I drove into town to do a few errands. As I was driving up Aggripas in Jerusalem I got to a spot where traffic was diverted. Uh oh. This means I have to meander my way into the maze of streets and find a place to park. I find a spot, get out of the car, put the parking stub in my window and start to walk. I write down the names of the streets I’m passing and where I turned right and left so that I can find my way back.
Halfway to my destination I realize the time in my parking will run out and I better go back if I don’t want to get a ticket. I go back, following my scribbled instructions, find the street I parked on and I’m walking and walking and finally get to the end and…I hit a dead end. No more street. The corner I parked at has magically disappeared. It turns out Rashi is one of those streets that starts and ends and continues somewhere else.
Finally realizing I better take a different tactic I flag down a taxi. I told him: “I can’t find where my car is parked and I need you to help me find it.” Unflustered he said “Let’s go. I’ll find it for you.” In the meantime I also called my appointment for after this errand to say I would be late.

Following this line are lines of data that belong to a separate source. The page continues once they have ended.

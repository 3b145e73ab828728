//! Compaction
//!
//! Merges every run of level L with the runs of level L+1 that overlap it,
//! streaming the result into one new run of L+1.
//!
//! Planning and merging only read immutable runs, so both run under the
//! level manager's read guard. Swapping the run lists is left to the caller.

use std::collections::BTreeSet;

use crate::error::{LsmError, Result};

use super::level::LevelController;
use super::merge::{MergeIterator, SourceRank};
use super::sstable::{Direction, Keynator, RunWriter, SortedRun};

/// Inputs chosen for one compaction of `level` into `level + 1`
#[derive(Debug, Clone)]
pub struct CompactionPlan {
    pub level: usize,
    /// Every run of `level`
    pub upper: Vec<u64>,
    /// Runs of `level + 1` overlapping the combined input range
    pub lower: Vec<u64>,
    /// No deeper level holds data a tombstone could still be hiding
    pub drop_tombstones: bool,
}

impl CompactionPlan {
    pub fn target_level(&self) -> usize {
        self.level + 1
    }
}

/// Counters for one finished compaction
#[derive(Debug, Clone, Default)]
pub struct CompactionStats {
    pub level: usize,
    pub input_runs: usize,
    pub bytes_in: u64,
    pub records_written: u64,
    pub bytes_out: u64,
    pub tombstones_dropped: u64,
    pub corrupt_skipped: u64,
}

/// Whether `level` has outgrown its byte budget or its run limit
pub fn needs_compaction(level: &LevelController, max_runs_per_level: usize) -> bool {
    level.is_over_budget() || level.run_count() > max_runs_per_level
}

/// Choose the inputs for compacting `level` into the next one
///
/// Returns `None` when the level has no runs. The L+1 selection is closed
/// under overlap: a run overlapping an already chosen run is chosen too, so
/// the output never overlaps a run it does not replace.
pub fn plan(levels: &[LevelController], level: usize) -> Result<Option<CompactionPlan>> {
    if level + 1 >= levels.len() {
        return Err(LsmError::InvalidLevel(level + 1));
    }

    let source = &levels[level];
    let Some((mut first, mut last)) = source.key_range() else {
        return Ok(None);
    };

    let target = &levels[level + 1];
    let mut lower = BTreeSet::new();
    loop {
        let mut grew = false;
        for run in target.runs() {
            if lower.contains(&run.id()) || !run.overlap(&first, &last) {
                continue;
            }
            lower.insert(run.id());
            if run.first_key() < &first {
                first = run.first_key().clone();
            }
            if run.last_key() > &last {
                last = run.last_key().clone();
            }
            grew = true;
        }
        if !grew {
            break;
        }
    }

    let drop_tombstones = levels[level + 2..].iter().all(LevelController::is_empty);

    Ok(Some(CompactionPlan {
        level,
        upper: source.runs().iter().map(SortedRun::id).collect(),
        lower: lower.into_iter().collect(),
        drop_tombstones,
    }))
}

/// Merge the planned inputs into a new run of the target level
///
/// Returns `None` for the run when nothing survived (every input record was a
/// droppable tombstone or corrupt).
pub fn execute(
    plan: &CompactionPlan,
    levels: &[LevelController],
) -> Result<(Option<SortedRun>, CompactionStats)> {
    let source = &levels[plan.level];
    let target = &levels[plan.target_level()];

    let inputs: Vec<(&SortedRun, SourceRank)> = source
        .runs()
        .iter()
        .filter(|run| plan.upper.contains(&run.id()))
        .map(|run| (run, SourceRank::run(plan.level, run.id())))
        .chain(
            target
                .runs()
                .iter()
                .filter(|run| plan.lower.contains(&run.id()))
                .map(|run| (run, SourceRank::run(plan.target_level(), run.id()))),
        )
        .collect();

    let mut stats = CompactionStats {
        level: plan.level,
        input_runs: inputs.len(),
        bytes_in: inputs.iter().map(|(run, _)| run.size_bytes()).sum(),
        ..Default::default()
    };

    let mut sources = Vec::with_capacity(inputs.len());
    for (run, rank) in inputs {
        let mut keynator = Keynator::open(run)?;
        seek_first(&mut keynator, plan.level, &mut stats)?;
        sources.push((keynator, rank));
    }
    let merge = MergeIterator::new(sources, Direction::Forward);

    let (id, files) = target.next_run_files();
    let mut writer = RunWriter::create(id, files)?;

    if let Err(e) = drain_into(merge, &mut writer, plan, &mut stats) {
        writer.abandon()?;
        return Err(e);
    }

    if writer.record_count() == 0 {
        writer.abandon()?;
        return Ok((None, stats));
    }

    let run = writer.finish()?;
    stats.records_written = run.record_count();
    stats.bytes_out = run.size_bytes();
    Ok((Some(run), stats))
}

/// Position a fresh keynator on its first readable key
fn seek_first(keynator: &mut Keynator<'_>, level: usize, stats: &mut CompactionStats) -> Result<()> {
    loop {
        match keynator.next_key() {
            Ok(_) => return Ok(()),
            Err(e) if e.is_corruption() => {
                tracing::warn!(level, error = %e, "skipping corrupt index entry during compaction");
                stats.corrupt_skipped += 1;
            }
            Err(e) => return Err(e),
        }
    }
}

fn drain_into(
    merge: MergeIterator<Keynator<'_>>,
    writer: &mut RunWriter,
    plan: &CompactionPlan,
    stats: &mut CompactionStats,
) -> Result<()> {
    for item in merge {
        match item {
            Ok(record) if record.is_deleted() && plan.drop_tombstones => {
                stats.tombstones_dropped += 1;
            }
            Ok(record) => writer.write_record(&record)?,
            Err(e) if e.is_corruption() => {
                tracing::warn!(
                    level = plan.level,
                    error = %e,
                    "skipping corrupt record during compaction"
                );
                stats.corrupt_skipped += 1;
            }
            Err(e) => return Err(e),
        }
    }
    Ok(())
}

At first he tried driving around the immediate area. Then I decided the only way was to go back to the original place where the policeman was diverting traffic and retrace my steps. It worked and we found the car! Fortunately I was not ticketed. I told the driver he can add this to his collection of stories every taxi driver has. He laughed and we wished each other a good day.
What did this mean to me? I felt it represented the place I’m at in the balance between seeing reality as it is and visualizing what can be. I caught myself at the point of realizing I would not get to the errand and back before the parking time ran out and I realized I needed help finding my car. But I was in too much of a hurry to be focused on what I was doing and retrace my steps exactly. Jerusalem is not Chicago, where I could drive from the North Side to the South Side for two hours and still be on the same street.
I can use some mindfulness to pay close attention to what I’m doing and also not fool myself into thinking reality is something other than it is.
On the positive side there was meaning in my response to the situation. I was relaxed and knew he would find my car eventually. There was nothing else I could do about it so I settled into the reality of what was. I mentally gave gratitude to God for this situation where I could exercise my acceptance in a way that I could not do if everything had gone smoothly.
Has anyone out there ever had this experience?